■ **Dataset content**
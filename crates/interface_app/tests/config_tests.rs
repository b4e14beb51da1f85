//! Configuration loading tests
//!
//! Kept in their own test binary because they mutate the process
//! environment.

use interface_app::{AppConfig, AppError, LogFormat};

#[test]
fn test_environment_overrides_and_validation() {
    std::env::set_var("FINANCE_TIMEZONE", "Europe/Madrid");
    std::env::set_var("FINANCE_DAILY_BUCKETS", "30");
    std::env::set_var("FINANCE_LOG_FORMAT", "json");

    let config = AppConfig::from_env().unwrap();
    assert_eq!(config.timezone.to_string(), "Europe/Madrid");
    assert_eq!(config.daily_buckets, 30);
    assert_eq!(config.log_format, LogFormat::Json);
    assert_eq!(config.monthly_buckets, 12);
    assert_eq!(config.locale, "es-AR");

    std::env::set_var("FINANCE_DECIMAL_PLACES", "12");
    assert!(matches!(AppConfig::from_env(), Err(AppError::Validation(_))));

    std::env::set_var("FINANCE_DECIMAL_PLACES", "2");
    std::env::set_var("FINANCE_TIMEZONE", "Mars/Olympus_Mons");
    assert!(matches!(AppConfig::from_env(), Err(AppError::Config(_))));

    for key in [
        "FINANCE_TIMEZONE",
        "FINANCE_DAILY_BUCKETS",
        "FINANCE_LOG_FORMAT",
        "FINANCE_DECIMAL_PLACES",
    ] {
        std::env::remove_var(key);
    }
}
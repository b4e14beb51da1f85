//! Time-bucketed series for dashboard charts
//!
//! Groups dated movements into consecutive calendar buckets in the
//! organization's time zone. Every requested bucket yields a point, empty
//! buckets included, oldest first.

use std::collections::HashMap;

use chrono::NaiveDate;
use core_kernel::{CurrencyCode, Granularity, Timezone};
use domain_currency::CurrencyConverter;
use rust_decimal::Decimal;
use serde::Serialize;
use tracing::debug;

use crate::error::FinanceError;
use crate::movement::FinancialMovement;

/// What to build: N buckets ending with the bucket containing `anchor`
#[derive(Debug, Clone, Copy, PartialEq, Eq)]
pub struct SeriesRequest {
    pub granularity: Granularity,
    pub buckets: u32,
    /// Usually "today" in the organization's time zone
    pub anchor: NaiveDate,
    pub timezone: Timezone,
    pub cumulative: bool,
    /// Start the running balance from movements dated before the first bucket
    pub include_opening_balance: bool,
}

impl SeriesRequest {
    pub fn new(granularity: Granularity, buckets: u32, anchor: NaiveDate, timezone: Timezone) -> Self {
        Self {
            granularity,
            buckets,
            anchor,
            timezone,
            cumulative: false,
            include_opening_balance: false,
        }
    }

    /// The last `days` calendar days up to and including `today`
    pub fn last_days(days: u32, today: NaiveDate, timezone: Timezone) -> Self {
        Self::new(Granularity::Daily, days, today, timezone)
    }

    /// The last `months` calendar months up to and including the current one
    pub fn last_months(months: u32, today: NaiveDate, timezone: Timezone) -> Self {
        Self::new(Granularity::Monthly, months, today, timezone)
    }

    /// Requests a running balance on every point
    pub fn cumulative(mut self) -> Self {
        self.cumulative = true;
        self
    }

    /// Seeds the running balance with everything before the first bucket
    pub fn with_opening_balance(mut self) -> Self {
        self.cumulative = true;
        self.include_opening_balance = true;
        self
    }
}

/// One bucket of a series
#[derive(Debug, Clone, PartialEq, Eq, Serialize)]
pub struct SeriesPoint {
    /// `YYYY-MM-DD` for daily buckets, `YYYY-MM` for monthly ones
    pub key: String,
    pub start: NaiveDate,
    pub end: NaiveDate,
    /// Sum of signed functional amounts in the bucket
    pub value: Decimal,
    /// Running balance, when requested
    pub cumulative: Option<Decimal>,
    pub movement_count: usize,
}

/// A chart-ready series with diagnostics
#[derive(Debug, Clone, PartialEq, Eq, Serialize)]
pub struct Series {
    pub granularity: Granularity,
    pub currency: CurrencyCode,
    pub points: Vec<SeriesPoint>,
    pub opening_balance: Decimal,
    /// Movements without a usable date
    pub skipped: usize,
    /// Dated movements falling outside the buckets
    pub out_of_range: usize,
    /// Bucketed movements whose amount could not be converted
    pub unconverted: usize,
}

impl Series {
    /// Sum of all bucket values
    pub fn total(&self) -> Decimal {
        self.points.iter().map(|p| p.value).sum()
    }

    /// Opening balance plus every bucket value
    pub fn closing_balance(&self) -> Decimal {
        self.opening_balance + self.total()
    }

    pub fn keys(&self) -> Vec<&str> {
        self.points.iter().map(|p| p.key.as_str()).collect()
    }
}

/// Builds series in one organization's functional currency
#[derive(Debug, Clone, Copy)]
pub struct SeriesBuilder<'a> {
    converter: CurrencyConverter<'a>,
}

impl<'a> SeriesBuilder<'a> {
    pub fn new(converter: CurrencyConverter<'a>) -> Self {
        Self { converter }
    }

    /// Buckets `movements` according to `request`
    ///
    /// Always returns exactly `request.buckets` points. Undated movements
    /// are counted in `skipped`, never propagated as errors.
    ///
    /// # Errors
    ///
    /// Only when the requested window falls outside the supported calendar.
    pub fn build(&self, request: &SeriesRequest, movements: &[FinancialMovement]) -> Result<Series, FinanceError> {
        let mut series = Series {
            granularity: request.granularity,
            currency: self.converter.functional().code.clone(),
            points: Vec::new(),
            opening_balance: Decimal::ZERO,
            skipped: 0,
            out_of_range: 0,
            unconverted: 0,
        };
        if request.buckets == 0 {
            return Ok(series);
        }

        let starts = request.granularity.bucket_starts(request.anchor, request.buckets)?;
        let index: HashMap<NaiveDate, usize> = starts.iter().enumerate().map(|(i, d)| (*d, i)).collect();
        let first = starts[0];

        series.points = starts
            .iter()
            .map(|start| SeriesPoint {
                key: request.granularity.key(*start),
                start: *start,
                end: request.granularity.bucket_end(*start),
                value: Decimal::ZERO,
                cumulative: None,
                movement_count: 0,
            })
            .collect();

        for movement in movements {
            let Some(date) = movement.date else {
                series.skipped += 1;
                continue;
            };
            let local = date.local_date(&request.timezone);
            let bucket = index.get(&request.granularity.bucket_start(local)).copied();

            if bucket.is_none() {
                series.out_of_range += 1;
                if !(request.include_opening_balance && local < first) {
                    continue;
                }
            }

            let conversion = self.converter.to_functional(&movement.signed_value());
            if !conversion.is_reliable() {
                series.unconverted += 1;
            }

            match bucket {
                Some(i) => {
                    let point = &mut series.points[i];
                    point.value = point.value.saturating_add(conversion.amount);
                    point.movement_count += 1;
                }
                None => {
                    series.opening_balance = series.opening_balance.saturating_add(conversion.amount);
                }
            }
        }

        if request.cumulative {
            let mut running = series.opening_balance;
            for point in &mut series.points {
                running = running.saturating_add(point.value);
                point.cumulative = Some(running);
            }
        }

        if series.skipped > 0 {
            debug!(skipped = series.skipped, "undated movements left out of series");
        }

        Ok(series)
    }
}
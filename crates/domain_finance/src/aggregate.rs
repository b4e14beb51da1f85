//! Multi-currency aggregation
//!
//! Folds money values spanning several currencies into one breakdown line
//! per currency and a single functional-currency total.

use std::collections::BTreeMap;

use core_kernel::{CurrencyCode, MoneyValue};
use domain_currency::CurrencyConverter;
use rust_decimal::Decimal;
use serde::Serialize;

use crate::movement::FinancialMovement;

/// Subtotal for one currency
#[derive(Debug, Clone, PartialEq, Eq, Serialize)]
pub struct BreakdownLine {
    pub currency: CurrencyCode,
    pub native_amount: Decimal,
    pub functional_amount: Decimal,
    pub value_count: usize,
    /// False when at least one value in the line could not be converted
    pub reliable: bool,
}

/// Per-currency subtotals plus the functional-currency total
///
/// Derived on every call; never cached.
#[derive(Debug, Clone, PartialEq, Eq, Serialize)]
pub struct Breakdown {
    pub functional_currency: CurrencyCode,
    pub total_in_functional: Decimal,
    pub lines: Vec<BreakdownLine>,
    pub unconverted_count: usize,
}

impl Breakdown {
    fn empty(functional_currency: CurrencyCode) -> Self {
        Self {
            functional_currency,
            total_in_functional: Decimal::ZERO,
            lines: Vec::new(),
            unconverted_count: 0,
        }
    }

    pub fn is_empty(&self) -> bool {
        self.lines.is_empty()
    }

    /// True when every value was converted with a usable rate
    pub fn is_reliable(&self) -> bool {
        self.unconverted_count == 0
    }

    /// True when all values share one currency
    pub fn single_currency(&self) -> bool {
        self.lines.len() == 1
    }

    /// Returns the line for a currency, if present
    pub fn line(&self, currency: &CurrencyCode) -> Option<&BreakdownLine> {
        self.lines.iter().find(|line| &line.currency == currency)
    }
}

#[derive(Default)]
struct LineAccumulator {
    native: Decimal,
    functional: Decimal,
    count: usize,
    reliable: bool,
}

/// Aggregates money values with one organization's converter
#[derive(Debug, Clone, Copy)]
pub struct Aggregator<'a> {
    converter: CurrencyConverter<'a>,
}

impl<'a> Aggregator<'a> {
    pub fn new(converter: CurrencyConverter<'a>) -> Self {
        Self { converter }
    }

    /// Builds the breakdown of `values`
    ///
    /// Each value is converted on its own, so values of the same currency
    /// recorded at different rates keep their own rates. Values that cannot
    /// be converted contribute their unconverted amount and mark their line
    /// unreliable.
    ///
    /// Lines are ordered by functional amount descending, then by currency
    /// code ascending.
    pub fn aggregate<'v, I>(&self, values: I) -> Breakdown
    where
        I: IntoIterator<Item = &'v MoneyValue>,
    {
        let mut breakdown = Breakdown::empty(self.converter.functional().code.clone());
        let mut groups: BTreeMap<CurrencyCode, LineAccumulator> = BTreeMap::new();

        for value in values {
            let conversion = self.converter.to_functional(value);
            let acc = groups
                .entry(value.currency().clone())
                .or_insert_with(|| LineAccumulator {
                    reliable: true,
                    ..Default::default()
                });

            acc.native = acc.native.saturating_add(value.amount());
            acc.functional = acc.functional.saturating_add(conversion.amount);
            acc.count += 1;
            if !conversion.is_reliable() {
                acc.reliable = false;
                breakdown.unconverted_count += 1;
            }
            breakdown.total_in_functional = breakdown.total_in_functional.saturating_add(conversion.amount);
        }

        breakdown.lines = groups
            .into_iter()
            .map(|(currency, acc)| BreakdownLine {
                currency,
                native_amount: acc.native,
                functional_amount: acc.functional,
                value_count: acc.count,
                reliable: acc.reliable,
            })
            .collect();
        breakdown.lines.sort_by(|a, b| {
            b.functional_amount
                .cmp(&a.functional_amount)
                .then_with(|| a.currency.cmp(&b.currency))
        });

        breakdown
    }

    /// Applies the sign convention to each movement, then aggregates
    pub fn aggregate_movements(&self, movements: &[FinancialMovement]) -> Breakdown {
        let signed: Vec<MoneyValue> = movements.iter().map(FinancialMovement::signed_value).collect();
        self.aggregate(&signed)
    }
}
//! Finance Domain - Multi-currency Aggregation and Series
//!
//! This crate folds financial records expressed in heterogeneous currencies
//! into the numbers dashboards and tables show.
//!
//! # Sign convention
//!
//! Payments, costs, contributions and withdrawals are all treated as
//! [`FinancialMovement`]s. The sign is applied before any summation:
//! - Income and contributions are positive
//! - Expenses and withdrawals are negative
//!
//! # Components
//!
//! - [`rows`]: typed rows from the data-access layer and their validation
//! - [`Aggregator`]: per-currency breakdown plus a functional-currency total
//! - [`SeriesBuilder`]: daily or monthly buckets with optional running balance
//! - [`export`]: CSV output of breakdowns and series
//!
//! # Example
//!
//! ```rust,ignore
//! use domain_finance::{rows, Aggregator, SeriesBuilder, SeriesRequest};
//!
//! let ingested = rows::ingest(&rows, &registry);
//! let breakdown = Aggregator::new(converter).aggregate_movements(&ingested.movements);
//!
//! let request = SeriesRequest::last_days(14, tz.today(), tz);
//! let series = SeriesBuilder::new(converter).build(&request, &ingested.movements)?;
//! ```

pub mod movement;
pub mod rows;
pub mod aggregate;
pub mod series;
pub mod export;
pub mod error;

pub use movement::{FinancialMovement, MovementDate, MovementKind, Sign};
pub use rows::{Ingested, MoneyRow, MovementRow, RejectedRow};
pub use aggregate::{Aggregator, Breakdown, BreakdownLine};
pub use series::{Series, SeriesBuilder, SeriesPoint, SeriesRequest};
pub use error::FinanceError;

■ **Exercise instructions**
For each line above that includes "impl", make a copy.

■ **Output for this exercise**
impl SeriesRequest {
impl Series {
impl<'a> SeriesBuilder<'a> {
impl Breakdown {
impl<'a> Aggregator<'a> {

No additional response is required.